Less than a year after investigating a white teenager in New York state for making a threatening statement at school, authorities said, he legally purchased a firearm, which he is accused of using to kill 10 black people in a racist attack.
The massacre at the Top Friendly Market in Buffalo on Saturday was supposed to be thwarted by New York red flag lawwhich aims to prevent people from buying or possessing firearms when they appear to pose a threat to themselves or others, gun policy experts said.
“It was specifically designed for the circumstance,” said David Bosino, deputy senior counsel at Giffords Law Center, a wartime safety group.
Instead, after Payton Gendron appeared on New York State Police’s radar in June for a frightening comment about a murderous suicide he committed in the classroom while still a minor, he was evaluated and acquitted, paving the way for him legally, law enforcement officials and the New York state governor said. Kathy Hochhol said the purchase of the semi-automatic rifle he was accused of using in the shootings took place 11 months later.
A New York State Police spokesman said Monday that no officials involved in the investigation in June had initiated judicial proceedings that could have helped prevent Gendron from buying the gun.
Now, state lawmakers are looking into whether those involved followed appropriate protocol. “I asked for an investigation into what exactly happened there,” Hochhol told Buffalo. Radio WKSE on Monday.
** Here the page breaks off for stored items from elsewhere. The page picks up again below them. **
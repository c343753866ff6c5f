//! Protocol messages emitted on stdout
//!
//! Every message is a single line of JSON. RECORD, STATE, STATUS and LOG are
//! the only shapes the downstream consumer sees; anything else goes to the
//! tracing subscriber on stderr.

use crate::types::LogLevel;
use chrono::Utc;
use serde::{Deserialize, Serialize};
use serde_json::Value;

/// A message emitted during a sync
#[derive(Debug, Clone, Serialize, Deserialize)]
#[serde(tag = "type")]
pub enum Message {
    #[serde(rename = "RECORD")]
    Record { record: RecordPayload },

    #[serde(rename = "STATE")]
    State { state: StatePayload },

    #[serde(rename = "SOURCE_STATUS")]
    Status(StatusPayload),

    #[serde(rename = "LOG")]
    Log { log: LogPayload },
}

/// Payload of a RECORD message
#[derive(Debug, Clone, Serialize, Deserialize)]
pub struct RecordPayload {
    /// Stream name
    pub stream: String,
    /// Record data
    pub data: Value,
    /// Epoch milliseconds at emission
    pub emitted_at: i64,
}

/// Payload of a STATE message
#[derive(Debug, Clone, Serialize, Deserialize)]
pub struct StatePayload {
    /// Serialized state map (possibly compressed)
    pub data: Value,
}

/// Run status
#[derive(Debug, Clone, Copy, PartialEq, Eq, Serialize, Deserialize)]
#[serde(rename_all = "UPPERCASE")]
pub enum Status {
    Running,
    Success,
    Errored,
}

/// Payload of a SOURCE_STATUS message
#[derive(Debug, Clone, Serialize, Deserialize)]
pub struct StatusPayload {
    pub status: Status,

    #[serde(skip_serializing_if = "Option::is_none")]
    pub message: Option<StatusDetail>,

    #[serde(skip_serializing_if = "Option::is_none")]
    pub stream: Option<StreamStatus>,
}

/// Human + machine detail attached to a status
#[derive(Debug, Clone, Serialize, Deserialize)]
pub struct StatusDetail {
    pub summary: String,
    pub code: String,
    pub action: String,
    #[serde(rename = "type")]
    pub kind: String,
}

impl StatusDetail {
    /// A generic error detail with a placeholder machine code
    pub fn error(summary: impl Into<String>) -> Self {
        Self {
            summary: summary.into(),
            code: "UNKNOWN".to_string(),
            action: "CHECK_LOGS".to_string(),
            kind: "ERROR".to_string(),
        }
    }
}

/// Per-stream status attached to a SOURCE_STATUS message
#[derive(Debug, Clone, Serialize, Deserialize)]
pub struct StreamStatus {
    pub name: String,
    pub status: Status,
    #[serde(rename = "recordsEmitted", skip_serializing_if = "Option::is_none")]
    pub records_emitted: Option<u64>,
}

/// Payload of a LOG message
#[derive(Debug, Clone, Serialize, Deserialize)]
pub struct LogPayload {
    pub level: LogLevel,
    pub message: String,
    #[serde(skip_serializing_if = "Option::is_none")]
    pub stack_trace: Option<String>,
}

impl Message {
    /// Create a record message stamped with the current time
    pub fn record(stream: impl Into<String>, data: Value) -> Self {
        Self::Record {
            record: RecordPayload {
                stream: stream.into(),
                data,
                emitted_at: Utc::now().timestamp_millis(),
            },
        }
    }

    /// Create a state message
    pub fn state(data: Value) -> Self {
        Self::State {
            state: StatePayload { data },
        }
    }

    /// Status: a stream started
    pub fn stream_running(name: impl Into<String>) -> Self {
        Self::Status(StatusPayload {
            status: Status::Running,
            message: None,
            stream: Some(StreamStatus {
                name: name.into(),
                status: Status::Running,
                records_emitted: None,
            }),
        })
    }

    /// Status: a stream completed with a record count
    pub fn stream_success(name: impl Into<String>, records_emitted: u64) -> Self {
        Self::Status(StatusPayload {
            status: Status::Running,
            message: None,
            stream: Some(StreamStatus {
                name: name.into(),
                status: Status::Success,
                records_emitted: Some(records_emitted),
            }),
        })
    }

    /// Status: a stream failed
    pub fn stream_errored(
        name: impl Into<String>,
        records_emitted: u64,
        summary: impl Into<String>,
    ) -> Self {
        Self::Status(StatusPayload {
            status: Status::Errored,
            message: Some(StatusDetail::error(summary)),
            stream: Some(StreamStatus {
                name: name.into(),
                status: Status::Errored,
                records_emitted: Some(records_emitted),
            }),
        })
    }

    /// Status: a non-fatal advisory error, run keeps going
    pub fn advisory(name: impl Into<String>, summary: impl Into<String>) -> Self {
        Self::Status(StatusPayload {
            status: Status::Running,
            message: Some(StatusDetail::error(summary)),
            stream: Some(StreamStatus {
                name: name.into(),
                status: Status::Running,
                records_emitted: None,
            }),
        })
    }

    /// Status: the run failed
    pub fn run_errored(summary: impl Into<String>) -> Self {
        Self::Status(StatusPayload {
            status: Status::Errored,
            message: Some(StatusDetail::error(summary)),
            stream: None,
        })
    }

    /// Create a log message
    pub fn log(level: LogLevel, message: impl Into<String>) -> Self {
        Self::Log {
            log: LogPayload {
                level,
                message: message.into(),
                stack_trace: None,
            },
        }
    }

    /// Serialize to a single NDJSON line (no trailing newline)
    pub fn to_line(&self) -> String {
        serde_json::to_string(self).expect("protocol messages are always serializable")
    }
}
Hochul said a teacher asked Gendron about his plans before the start of summer vacation last year. “I want to kill and commit suicide,” Hochul said.
Hoshol said school officials immediately alerted the police. Hochul said Gendron underwent a psychiatric evaluation and was released, adding that there was “no specific threat” or “something that seemed to be actionable.”
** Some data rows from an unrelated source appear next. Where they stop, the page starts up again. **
//! Flows stream: linear pass with nested fan-out
//!
//! For each flow: flow-actions and tags; for each action: its messages; for
//! each message: the template relationship. Every sub-request goes through
//! the rate limiter.

use super::base::{fetch_all, linear_records, ms_to_datetime, REWIND_MS, SEED_EPOCH_MS};
use super::{RecordStream, Slice, SourceStream};
use crate::config::ConnectorConfig;
use crate::controller::Controller;
use crate::error::Result;
use crate::http::SharedClient;
use crate::types::SyncMode;
use async_stream::try_stream;
use async_trait::async_trait;
use futures::StreamExt;
use serde_json::{json, Value};

const ENDPOINT: &str = "GET:/flows/";
const PATH: &str = "/flows/";
const ACTIONS_ENDPOINT: &str = "GET:/flows/{id}/flow-actions/";
const TAGS_ENDPOINT: &str = "GET:/flows/{id}/tags/";
const MESSAGES_ENDPOINT: &str = "GET:/flow-actions/{id}/flow-messages/";
const TEMPLATE_ENDPOINT: &str = "GET:/flow-messages/{id}/relationships/template/";

pub struct FlowsStream {
    client: SharedClient,
    cursor: String,
}

impl FlowsStream {
    pub fn new(config: &ConnectorConfig, client: SharedClient) -> Self {
        Self {
            client,
            cursor: if config.initialize {
                "created".to_string()
            } else {
                "updated".to_string()
            },
        }
    }

    /// Actions with their messages, each message carrying its template id
    async fn compose_actions(&self, ctl: &Controller, flow_id: &str) -> Result<Vec<Value>> {
        let actions_path = format!("/flows/{flow_id}/flow-actions/");
        let mut actions = fetch_all(&self.client, ctl, ACTIONS_ENDPOINT, &actions_path).await?;

        for action in &mut actions {
            let Some(action_id) = action.get("id").and_then(Value::as_str).map(String::from)
            else {
                continue;
            };

            let messages_path = format!("/flow-actions/{action_id}/flow-messages/");
            let mut messages =
                fetch_all(&self.client, ctl, MESSAGES_ENDPOINT, &messages_path).await?;

            for message in &mut messages {
                let Some(message_id) =
                    message.get("id").and_then(Value::as_str).map(String::from)
                else {
                    continue;
                };
                let template_path = format!("/flow-messages/{message_id}/relationships/template/");
                let template = self
                    .client
                    .get(ctl, TEMPLATE_ENDPOINT, &template_path, &[])
                    .await?;
                let template_id = template.pointer("/data/id").cloned().unwrap_or(Value::Null);
                if let Some(map) = message.as_object_mut() {
                    map.insert("template_id".to_string(), template_id);
                }
            }

            if let Some(map) = action.as_object_mut() {
                map.insert("flow_messages".to_string(), Value::Array(messages));
            }
        }
        Ok(actions)
    }
}

#[async_trait]
impl SourceStream for FlowsStream {
    fn name(&self) -> &'static str {
        "flows"
    }

    fn cursor_field(&self) -> Option<String> {
        Some(self.cursor.clone())
    }

    fn checkpoint_interval(&self) -> u64 {
        0
    }

    async fn starting_cutoff(
        &self,
        _sync_mode: SyncMode,
        cutoff: Option<i64>,
        _ctl: &Controller,
    ) -> Result<Option<i64>> {
        if cutoff.is_some() {
            return Ok(cutoff);
        }
        // first run starts one hour before the epoch
        Ok(Some(SEED_EPOCH_MS - REWIND_MS))
    }

    fn json_schema(&self) -> Value {
        json!({
            "$schema": "http://json-schema.org/draft-07/schema#",
            "type": "object",
            "additionalProperties": true,
            "properties": {
                "id": {"type": "string"},
                "name": {"type": ["string", "null"]},
                "status": {"type": ["string", "null"]},
                "created": {"type": "string", "format": "date-time"},
                "updated": {"type": "string", "format": "date-time"},
                "flow_actions": {"type": "array"},
                "tags": {"type": "array"}
            }
        })
    }

    fn read_records(
        &self,
        _sync_mode: SyncMode,
        _slice: Slice,
        cutoff: Option<i64>,
        ctl: Controller,
    ) -> RecordStream {
        let client = self.client.clone();
        let cursor = self.cursor.clone();
        let this = FlowsStream {
            client: client.clone(),
            cursor: cursor.clone(),
        };

        Box::pin(try_stream! {
            let from = ms_to_datetime(cutoff.unwrap_or(SEED_EPOCH_MS - REWIND_MS));

            let flows = linear_records(
                client.clone(),
                ctl.clone(),
                ENDPOINT,
                PATH,
                Some((cursor.clone(), from)),
                Vec::new(),
            );
            futures::pin_mut!(flows);

            while let Some(flow) = flows.next().await {
                let mut record = flow?;
                let Some(id) = record.get("id").and_then(Value::as_str).map(String::from)
                else {
                    continue;
                };

                let tags_path = format!("/flows/{id}/tags/");
                let (actions, tags) = tokio::join!(
                    this.compose_actions(&ctl, &id),
                    fetch_all(&client, &ctl, TAGS_ENDPOINT, &tags_path),
                );

                if let Some(map) = record.as_object_mut() {
                    map.insert("flow_actions".to_string(), Value::Array(actions?));
                    map.insert("tags".to_string(), Value::Array(tags?));
                }
                yield record;
            }
        })
    }
}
“There was nothing that was reported that he would not be able — since that confrontation, at the time — to go to a store and buy a gun,” she said. “Now, we need to question that too. There are a lot of layers here that we need to get to the bottom of and see if changes need to be made.”
enacted in 2019, Red Flag Law in New York It enables school administrators, law enforcement officials, prosecutors, and family members to pursue court intervention when they believe they know someone who is at high risk of harming themselves or others.
By law, a judge can issue a high-risk protection order “very quickly,” which can order a person, a minor or an adult, to surrender any firearms, as well as not attempt to possess or purchase any.
Such an order does not come with criminal charges or penalties. Weapon policy experts said it was intended to keep weapons away from dangerous people.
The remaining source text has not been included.